Chris' Well, the company he worked for, they paid 65 per cent of it, and Access to Work paid the rest. It was very good. Again, it was a very electronic voice like his Lightwriter. But because Ken's hands was getting weak it was hard to hold the pencil. Oh, equally because it done more than just talk, it was a bit like a little mini computer, you had to get into the right programme. And by the time Ken had done all that - I mean, we went to a wedding, didn't we, a wedding reception [both laugh], and this woman Ken worked with was sitting talking to him, and by the time Ken had typed out what he wanted to say, she'd got up and gone to speak to somebody else [laughs]. And we found it not particularly successful, did we?

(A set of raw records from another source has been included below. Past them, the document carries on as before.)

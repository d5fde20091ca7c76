use anyhow::Result;
use bevy_ecs::prelude::*;
use glam::{Mat4, Quat, Vec3};
use skyisle::animation::*;
use skyisle::config::ViewerConfig;
use skyisle::core::{Time, Viewer};
use skyisle::scene::*;

/// 三节点手臂：肩 → 肘 → 腕
fn arm() -> Result<(Skeleton, Skin)> {
    let skeleton = Skeleton::new(vec![
        SkeletonNode::new("shoulder").with_children([1]),
        SkeletonNode::new("elbow")
            .with_transform(NodeTransform::from_translation(Vec3::new(2.0, 0.0, 0.0)))
            .with_children([2]),
        SkeletonNode::new("wrist")
            .with_transform(NodeTransform::from_translation(Vec3::new(2.0, 0.0, 0.0))),
    ])?;

    // 逆绑定矩阵取静止姿态全局变换的逆
    let rest = skeleton.global_transforms(0, &skeleton.local_transforms())?;
    let inverse_binds = rest.iter().map(Mat4::inverse).collect();
    let skin = Skin::new(vec![0, 1, 2], inverse_binds)?;
    Ok((skeleton, skin))
}

fn swing() -> AnimationClip {
    let mut clip = AnimationClip::new("swing");
    clip.add_track(
        0,
        ChannelProperty::Rotation,
        AnimationSampler::quat(
            vec![0.0, 1.0, 2.0],
            vec![
                Quat::IDENTITY,
                Quat::from_rotation_z(std::f32::consts::FRAC_PI_2),
                Quat::IDENTITY,
            ],
            InterpolationMode::Linear,
        ),
    );
    clip
}

#[test]
fn test_rest_pose_palette_is_identity() -> Result<()> {
    let (skeleton, skin) = arm()?;
    let binding = SkinBinder::bind(&skeleton, &skin)?;
    for joint in binding.palette.as_slice() {
        assert!(joint.abs_diff_eq(Mat4::IDENTITY, 1e-5));
    }
    Ok(())
}

#[test]
fn test_animation_system_in_world() -> Result<()> {
    let (skeleton, skin) = arm()?;
    let player = SkeletonAnimationPlayer::new(skeleton, skin, vec![swing()])?;

    let mut world = World::new();
    let mut time = Time::default();
    time.advance(1.0);
    world.insert_resource(time);
    let entity = world.spawn(player).id();

    let mut schedule = Schedule::default();
    schedule.add_systems(skeleton_animation_system);
    schedule.run(&mut world);

    let player = world
        .get::<SkeletonAnimationPlayer>(entity)
        .ok_or_else(|| anyhow::anyhow!("player missing"))?;
    // 1 秒时肩部旋转 90°，根节点的调色板矩阵把 +X 转到 +Y
    let rotated = player.palette.as_slice()[0].transform_vector3(Vec3::X);
    assert!((rotated - Vec3::Y).length() < 1e-5);
    assert_eq!(player.state, PlaybackState::Playing);
    Ok(())
}

#[test]
fn test_looping_matches_first_cycle() -> Result<()> {
    let (skeleton, skin) = arm()?;
    let mut a = SkeletonAnimationPlayer::new(skeleton.clone(), skin.clone(), vec![swing()])?;
    let mut b = SkeletonAnimationPlayer::new(skeleton, skin, vec![swing()])?;

    PoseService::tick(&mut a, 0.5);
    PoseService::tick(&mut b, 2.5);
    for (x, y) in a.palette.as_slice().iter().zip(b.palette.as_slice()) {
        assert!(x.abs_diff_eq(*y, 1e-5));
    }
    Ok(())
}

#[test]
fn test_viewer_frame_loop() -> Result<()> {
    let mut config = ViewerConfig::default();
    config.camera.movement_speed = 100.0;
    let mut viewer = Viewer::new(config)?;

    let (skeleton, skin) = arm()?;
    viewer.spawn_character(skeleton, skin, vec![swing()])?;

    let mut shifts = 0;
    let mut last_centre = viewer.grid().controller.centre();
    for _ in 0..200 {
        viewer.camera_mut().move_camera(CameraMove::Right);
        viewer.step(1.0 / 60.0)?;

        let centre = viewer.grid().controller.centre();
        if centre != last_centre {
            shifts += 1;
            last_centre = centre;
        }
        assert_eq!(viewer.tiles().count(), TILE_COUNT);
        assert_eq!(viewer.palette().map(|p| p.len()), Some(3));
    }

    // 向右飞行 20000 个单位：越过 3000、9000、15000 三条边界
    assert_eq!(shifts, 3);
    assert_eq!(viewer.grid().controller.centre(), TileCoord::new(18000, 0));
    Ok(())
}

#[test]
fn test_grid_survives_a_failing_factory() -> Result<()> {
    struct Flaky {
        builds: usize,
    }

    impl TileFactory for Flaky {
        type Tile = TileCoord;
        type Error = &'static str;

        fn build(&mut self, centre: TileCoord) -> Result<TileCoord, &'static str> {
            self.builds += 1;
            if self.builds == 11 {
                return Err("out of memory");
            }
            Ok(centre)
        }

        fn destroy(&mut self, _tile: TileCoord) {}
    }

    let mut controller = TileStreamController::new(Flaky { builds: 0 }, 6000, TileCoord::new(0, 0))?;
    let err = controller.update_position(0.0, 3500.0).unwrap_err();
    assert!(err.to_string().contains("out of memory"));
    assert!(controller.is_intact());
    assert_eq!(controller.bounds().max_z, 3000);

    assert_eq!(
        controller.update_position(0.0, 3500.0)?,
        Some(ShiftDirection::PositiveZ)
    );
    assert_eq!(controller.centre(), TileCoord::new(0, 6000));
    Ok(())
}

#[cfg(feature = "gltf")]
#[test]
fn test_missing_model_fails_to_load() -> Result<()> {
    let mut viewer = Viewer::new(ViewerConfig::default())?;
    assert!(viewer.load_character("missing/bot.gltf").is_err());
    assert!(viewer.palette().is_none());
    Ok(())
}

Ken used it more for playing games on than anything, didn't you? We'd met another lady with MND and she'd got one of these. And so we asked the speech therapist if we could have one [coughing]. Which they got within a week, I think, didn't they? And that's been our lifesaver, because obviously now Ken can't talk hardly at all. And you've got quite quick on it, haven't you? Because he has to use his left hand, being right-handed. But you've adapted really well, haven't you? So I'd recommend anybody that it affects their voice to get one of those straight away, because it really is good, isn't it? We take it everywhere with us.

And I guess if you have it early, before you are totally dependent on it, you can practise.

Chris' That's right, you practise. And Ken's got, you know, it's got a keyboard like a typewriter. So it's - and it sings Happy Birthday [laughs], national anthems [coughing]. It's got a little button where if Ken wants my attention - I think that makes different noises, doesn't it? Ken has a Teletubby noise--

Ken' Uh-oh.

Chris' Like that, which can be very irritating [laughs]. But so that's been good, hasn't it?
 

 

The MND Association provided a voice amplifier and a Lightwriter so he could talk to his mother...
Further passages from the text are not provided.